I think it is safe to argue few if any on the scene today write verses like this one:

I can see you running naked down that old tobacco highway
I can hear that country station signing off
As a thunderstorm rehearses I can hear you humming verses
Of ‘Sheherazade’ by Rimsky Korsakov

No matter the size of the memory bank, no one can sing The Odyssey without looking at some notes. I used to think there was something bogus about guys using music stands and shuffling through papers. But for Germino to remember just the poetry on his five albums would be like memorizing a volume of Encyclopedia Britannica, so I’ve softened my view of music stands.

This time through town, Germino will be playing some new ones that he hasn’t recorded yet; he’s got more than album of new material, but right now “I can’t afford it.” His last show at Anderson Fair saw more Veterans Against the War in attendance than at most peace marches. A Vietnam vet with two Purple Hearts, Germino knows war like few of our modern troubadours. His pithy as-yet-unrecorded challenge to Al Qaeda, Holy War (Infidel), is probably the most unblinking song anyone has written about the current conflict, and it doesn’t come from either a particularly liberal or conservative point of view. Germino isn’t one for party lines or easy answers; he simply points out the deception and falseness behind the Al Qaeda message, and ends with the chilling “If I see you I’ll kill you, though I do not hate you, you see, I hate the infidel too.” You get the idea he means it.

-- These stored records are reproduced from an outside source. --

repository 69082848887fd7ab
//! Message types for inter-layer communication in the actor-based architecture.
//!
//! This module defines all messages that flow between the UI, App, and Network layers.

pub mod ui_events;
pub mod network;
pub mod render;

pub use ui_events::UiEvent;
pub use network::{NetworkCommand, NetworkResponse};
pub use render::RenderState;
use crate::constants::SESSION_FILE_NAME;
use crate::models::{AuthSession, User};
use anyhow::Result;
use chrono::{DateTime, Utc};
use serde::{Deserialize, Serialize};
use std::fs::{self, OpenOptions};
use std::io::Write;
use std::path::{Path, PathBuf};

/// On-disk form of the session
#[derive(Debug, Serialize, Deserialize)]
struct PersistedSession {
    session: AuthSession,
    saved_at: DateTime<Utc>,
}

/// Holds the signed-in user and token, and mirrors them to disk so a restart
/// lands straight in the authenticated area.
///
/// Persistence failures never block a state change; they are logged.
#[derive(Debug)]
pub struct SessionStore {
    session: Option<AuthSession>,
    path: Option<PathBuf>,
}

impl SessionStore {
    /// Store that never touches the disk
    pub fn in_memory() -> Self {
        SessionStore {
            session: None,
            path: None,
        }
    }

    /// Restore the session saved in `dir`, if any
    pub fn load(dir: &Path) -> Self {
        let path = dir.join(SESSION_FILE_NAME);
        let session = match Self::read(&path) {
            Ok(session) => session,
            Err(e) => {
                tracing::warn!(path = %path.display(), error = %e, "Discarding unreadable session file");
                None
            }
        };

        if let Some(s) = &session {
            tracing::info!(user = %s.user.email, "Restored session");
        }

        SessionStore {
            session,
            path: Some(path),
        }
    }

    fn read(path: &Path) -> Result<Option<AuthSession>> {
        if !path.exists() {
            return Ok(None);
        }
        let content = fs::read_to_string(path)?;
        let persisted: PersistedSession = serde_yaml::from_str(&content)?;
        Ok(Some(persisted.session))
    }

    pub fn is_authenticated(&self) -> bool {
        self.session.is_some()
    }

    pub fn user(&self) -> Option<&User> {
        self.session.as_ref().map(|s| &s.user)
    }

    pub fn token(&self) -> Option<&str> {
        self.session.as_ref().map(|s| s.token.as_str())
    }

    /// Unauthenticated -> Authenticated
    pub fn sign_in(&mut self, session: AuthSession) {
        tracing::info!(user = %session.user.email, "Signed in");
        self.session = Some(session);
        self.save();
    }

    /// Replace the stored user with a server-confirmed snapshot
    pub fn update_user_profile(&mut self, user: User) {
        match &mut self.session {
            Some(session) => {
                session.user = user;
                self.save();
            }
            None => tracing::warn!("Profile update ignored: no active session"),
        }
    }

    /// Authenticated -> Unauthenticated
    pub fn sign_out(&mut self) {
        self.session = None;
        if let Some(path) = &self.path {
            if path.exists() {
                if let Err(e) = fs::remove_file(path) {
                    tracing::warn!(path = %path.display(), error = %e, "Failed to remove session file");
                }
            }
        }
        tracing::info!("Signed out");
    }

    fn save(&self) {
        if let Err(e) = self.write() {
            tracing::warn!(error = %e, "Failed to persist session");
        }
    }

    fn write(&self) -> Result<()> {
        let (Some(path), Some(session)) = (&self.path, &self.session) else {
            return Ok(());
        };
        if let Some(dir) = path.parent() {
            fs::create_dir_all(dir)?;
        }
        let persisted = PersistedSession {
            session: session.clone(),
            saved_at: Utc::now(),
        };
        let yaml = serde_yaml::to_string(&persisted)?;

        // The file carries the bearer token: owner-only access
        let mut options = OpenOptions::new();
        options.write(true).create(true).truncate(true);
        #[cfg(unix)]
        {
            use std::os::unix::fs::OpenOptionsExt;
            options.mode(0o600);
        }
        let mut file = options.open(path)?;
        #[cfg(unix)]
        {
            use std::os::unix::fs::PermissionsExt;
            file.set_permissions(fs::Permissions::from_mode(0o600))?;
        }
        file.write_all(yaml.as_bytes())?;
        Ok(())
    }
}

#[cfg(test)]
mod tests {
    use super::*;
    use tempfile::tempdir;

    fn session() -> AuthSession {
        AuthSession {
            user: User {
                id: "1".to_string(),
                name: "Ana".to_string(),
                email: "a@b.com".to_string(),
                avatar: None,
                role: None,
            },
            token: "token-123".to_string(),
            refresh_token: None,
        }
    }

    #[test]
    fn test_sign_in_and_out() {
        let mut store = SessionStore::in_memory();
        assert!(!store.is_authenticated());

        store.sign_in(session());
        assert!(store.is_authenticated());
        assert_eq!(store.token(), Some("token-123"));
        assert_eq!(store.user().map(|u| u.name.as_str()), Some("Ana"));

        store.sign_out();
        assert!(!store.is_authenticated());
        assert!(store.user().is_none());
    }

    #[test]
    fn test_session_survives_restart() {
        let dir = tempdir().unwrap();
        let mut store = SessionStore::load(dir.path());
        store.sign_in(session());

        let mut user = store.user().unwrap().clone();
        user.avatar = Some("ana.png".to_string());
        store.update_user_profile(user);

        let restored = SessionStore::load(dir.path());
        assert!(restored.is_authenticated());
        assert_eq!(restored.user().unwrap().avatar.as_deref(), Some("ana.png"));

        let mut restored = restored;
        restored.sign_out();
        assert!(!dir.path().join(SESSION_FILE_NAME).exists());
        assert!(!SessionStore::load(dir.path()).is_authenticated());
    }

    #[cfg(unix)]
    #[test]
    fn test_session_file_is_owner_only() {
        use std::os::unix::fs::PermissionsExt;

        let dir = tempdir().unwrap();
        let path = dir.path().join(SESSION_FILE_NAME);
        fs::write(&path, "stale").unwrap();
        fs::set_permissions(&path, fs::Permissions::from_mode(0o644)).unwrap();

        let mut store = SessionStore::load(dir.path());
        store.sign_in(session());

        let mode = fs::metadata(&path).unwrap().permissions().mode();
        assert_eq!(mode & 0o077, 0, "session file mode {:o}", mode & 0o777);
        assert!(fs::read_to_string(&path).unwrap().contains("token-123"));
    }

    #[test]
    fn test_corrupt_session_file_is_ignored() {
        let dir = tempdir().unwrap();
        fs::write(dir.path().join(SESSION_FILE_NAME), "not: [valid").unwrap();
        assert!(!SessionStore::load(dir.path()).is_authenticated());
    }

    #[test]
    fn test_profile_update_without_session_is_ignored() {
        let mut store = SessionStore::in_memory();
        store.update_user_profile(session().user);
        assert!(!store.is_authenticated());
    }
}
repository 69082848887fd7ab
use ratatui::{prelude::*, widgets::*};

use crate::messages::render::{FieldView, FormView};
use crate::navigation::AppTab;
use crate::workflow::ToastKind;

/// Renders a text input field
pub fn render_input<'a>(field: &'a FieldView, is_focused: bool, is_editing: bool) -> Paragraph<'a> {
    let style = if field.read_only {
        Style::default().fg(Color::DarkGray)
    } else if is_focused && is_editing {
        Style::default().fg(Color::Yellow)
    } else if is_focused {
        Style::default().fg(Color::Cyan)
    } else if field.error.is_some() {
        Style::default().fg(Color::Red)
    } else {
        Style::default()
    };

    let block = Block::default()
        .borders(Borders::ALL)
        .border_style(style)
        .title(format!(" {} ", field.label));

    Paragraph::new(field.value.as_str()).block(block)
}

/// Draws every field of a form, each followed by its inline error line
pub fn draw_form(f: &mut Frame, form: &FormView, area: Rect, is_editing: bool) {
    let mut constraints: Vec<Constraint> = form
        .fields
        .iter()
        .flat_map(|_| [Constraint::Length(3), Constraint::Length(1)])
        .collect();
    constraints.push(Constraint::Min(0));

    let chunks = Layout::default()
        .direction(Direction::Vertical)
        .constraints(constraints)
        .split(area);

    for (i, field) in form.fields.iter().enumerate() {
        let input_area = chunks[i * 2];
        let error_area = chunks[i * 2 + 1];
        let is_focused = i == form.focused;

        f.render_widget(render_input(field, is_focused, is_editing), input_area);

        if let Some(error) = &field.error {
            let line = Paragraph::new(format!(" {}", error)).style(Style::default().fg(Color::Red));
            f.render_widget(line, error_area);
        }

        if is_focused && is_editing {
            let max_x = input_area.x + input_area.width.saturating_sub(2);
            let cursor_x = (input_area.x + field.cursor as u16 + 1).min(max_x);
            f.set_cursor_position(Position::new(cursor_x, input_area.y + 1));
        }
    }
}

/// Renders the tab bar; no tab is highlighted on screens outside the tabs
pub fn render_tabs(selected: Option<AppTab>) -> Line<'static> {
    let mut spans = Vec::new();
    for (i, tab) in AppTab::ALL.iter().enumerate() {
        let style = if selected == Some(*tab) {
            Style::default().fg(Color::Black).bg(Color::Cyan).bold()
        } else {
            Style::default().fg(Color::Gray)
        };
        spans.push(Span::styled(format!(" {}:{} ", i + 1, tab.title()), style));
        spans.push(Span::raw(" "));
    }
    Line::from(spans)
}

/// Toast banner color
pub fn toast_color(kind: ToastKind) -> Color {
    match kind {
        ToastKind::Success => Color::Green,
        ToastKind::Error => Color::Red,
    }
}

/// Muscle group chip style
pub fn group_style(is_highlighted: bool) -> Style {
    if is_highlighted {
        Style::default().fg(Color::Black).bg(Color::Green).bold()
    } else {
        Style::default().fg(Color::Gray)
    }
}
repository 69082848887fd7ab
//! # GymTrack TUI
//!
//! A terminal client for the GymTrack fitness API.
//!
//! ## Features
//! - Sign in, create an account, sign out (session restored on restart)
//! - Browse exercises by muscle group
//! - Mark exercises as completed and review the history by day
//! - Edit the profile, change the password, upload a profile photo
//!
//! ## Architecture
//! Actor-based with channels:
//! - UI Layer (Ratatui) - synchronous
//! - App Layer (State machine)
//! - Network Layer (Tokio runtime)

pub mod config;
pub mod constants;
pub mod error;
pub mod media;
pub mod models;
pub mod validation;
pub mod session;
pub mod navigation;
pub mod workflow;
pub mod ui;
pub mod messages;
pub mod app;
pub mod network;

// Re-export commonly used types
pub use config::Config;
pub use error::ApiError;
pub use models::{AuthSession, Exercise, HistoryDay, HistoryEntry, User};
pub use session::SessionStore;
pub use navigation::{AppRoute, AppTab, AuthRoute, Navigator, Route};
pub use messages::{UiEvent, NetworkCommand, NetworkResponse, RenderState};
pub use app::{AppState, AppActor};
pub use network::{ApiClient, NetworkActor};
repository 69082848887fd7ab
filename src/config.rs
//! Client configuration
//!
//! Defaults, then `~/.gymtrack/config.yaml`, then `GYMTRACK_*` environment variables.

use std::fs;
use std::path::{Path, PathBuf};
use std::time::Duration;

use anyhow::{Context, Result};
use serde::{Deserialize, Serialize};

use crate::constants::{
    CONFIG_DIR_NAME, CONFIG_FILE_NAME, DEFAULT_API_URL, DEFAULT_TIMEOUT_SECS, LOG_FILE_NAME,
};

#[derive(Debug, Clone, PartialEq, Eq, Serialize, Deserialize)]
#[serde(default)]
pub struct Config {
    /// Base URL of the API, also the prefix of every media URL
    pub api_url: String,
    pub request_timeout_secs: u64,
    /// Log file; defaults to `gymtrack.log` inside the config directory
    pub log_file: Option<PathBuf>,
}

impl Default for Config {
    fn default() -> Self {
        Config {
            api_url: DEFAULT_API_URL.to_string(),
            request_timeout_secs: DEFAULT_TIMEOUT_SECS,
            log_file: None,
        }
    }
}

impl Config {
    /// `~/.gymtrack`, or `./.gymtrack` when there is no home directory
    pub fn config_dir() -> PathBuf {
        dirs::home_dir()
            .unwrap_or_else(|| PathBuf::from("."))
            .join(CONFIG_DIR_NAME)
    }

    /// Load from the default directory and the process environment
    pub fn load() -> Result<Self> {
        Self::load_from(&Self::config_dir(), |key| std::env::var(key).ok())
    }

    pub fn load_from(dir: &Path, env: impl Fn(&str) -> Option<String>) -> Result<Self> {
        let path = dir.join(CONFIG_FILE_NAME);
        let mut config = if path.exists() {
            let content = fs::read_to_string(&path)
                .with_context(|| format!("Failed to read {}", path.display()))?;
            serde_yaml::from_str(&content)
                .with_context(|| format!("Failed to parse {}", path.display()))?
        } else {
            Config::default()
        };

        if let Some(url) = env("GYMTRACK_API_URL") {
            config.api_url = url;
        }
        if let Some(secs) = env("GYMTRACK_TIMEOUT_SECS") {
            config.request_timeout_secs = secs
                .parse()
                .context("GYMTRACK_TIMEOUT_SECS must be a number of seconds")?;
        }
        if let Some(file) = env("GYMTRACK_LOG_FILE") {
            config.log_file = Some(PathBuf::from(file));
        }

        config.api_url = config.api_url.trim_end_matches('/').to_string();
        config.validate()?;
        Ok(config)
    }

    pub fn validate(&self) -> Result<()> {
        if !(self.api_url.starts_with("http://") || self.api_url.starts_with("https://")) {
            anyhow::bail!("api_url must start with http:// or https:// (got {:?})", self.api_url);
        }
        if self.request_timeout_secs == 0 {
            anyhow::bail!("request_timeout_secs must be greater than zero");
        }
        Ok(())
    }

    pub fn timeout(&self) -> Duration {
        Duration::from_secs(self.request_timeout_secs)
    }

    pub fn log_path(&self, dir: &Path) -> PathBuf {
        self.log_file
            .clone()
            .unwrap_or_else(|| dir.join(LOG_FILE_NAME))
    }
}

#[cfg(test)]
mod tests {
    use super::*;
    use std::collections::HashMap;
    use tempfile::tempdir;

    fn no_env(_: &str) -> Option<String> {
        None
    }

    #[test]
    fn test_defaults_without_file() {
        let dir = tempdir().unwrap();
        let config = Config::load_from(dir.path(), no_env).unwrap();
        assert_eq!(config, Config::default());
        assert_eq!(config.log_path(dir.path()), dir.path().join("gymtrack.log"));
    }

    #[test]
    fn test_file_then_env_override() {
        let dir = tempdir().unwrap();
        fs::write(
            dir.path().join(CONFIG_FILE_NAME),
            "api_url: https://gym.example.com/\nrequest_timeout_secs: 10\n",
        )
        .unwrap();

        let config = Config::load_from(dir.path(), no_env).unwrap();
        assert_eq!(config.api_url, "https://gym.example.com");
        assert_eq!(config.timeout(), Duration::from_secs(10));

        let env: HashMap<&str, &str> = [("GYMTRACK_API_URL", "http://10.0.2.2:3333")].into();
        let config = Config::load_from(dir.path(), |k| env.get(k).map(|v| v.to_string())).unwrap();
        assert_eq!(config.api_url, "http://10.0.2.2:3333");
        assert_eq!(config.request_timeout_secs, 10);
    }

    #[test]
    fn test_rejects_bad_url_and_timeout() {
        let dir = tempdir().unwrap();
        let env = |k: &str| (k == "GYMTRACK_API_URL").then(|| "localhost:3333".to_string());
        assert!(Config::load_from(dir.path(), env).is_err());

        let env = |k: &str| (k == "GYMTRACK_TIMEOUT_SECS").then(|| "0".to_string());
        assert!(Config::load_from(dir.path(), env).is_err());
    }
}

The achingly beautiful “All Wars Are Cut With Love” is another straight-to-the-heart-of-the-matter statement from a fellow Purple Heart who is a junk man these days:

I’ve lost some eye sight and some recall and my will to anticipate
I lost my left leg in the Ah Shau, May the Fifteenth, ‘Sixty-Eight

If you’ve never heard Radartown or Atomic Candlestick but you’ve got the entire Pat Green catalog, go back to Go and start over. Like Hemingway once said about Nelson Algren, this is a man writing. – William Michael Smith

Mark Germino performs at 8 p.m. Saturday, May 31, at Anderson Fair, 2007 Grant, 713-528-8576.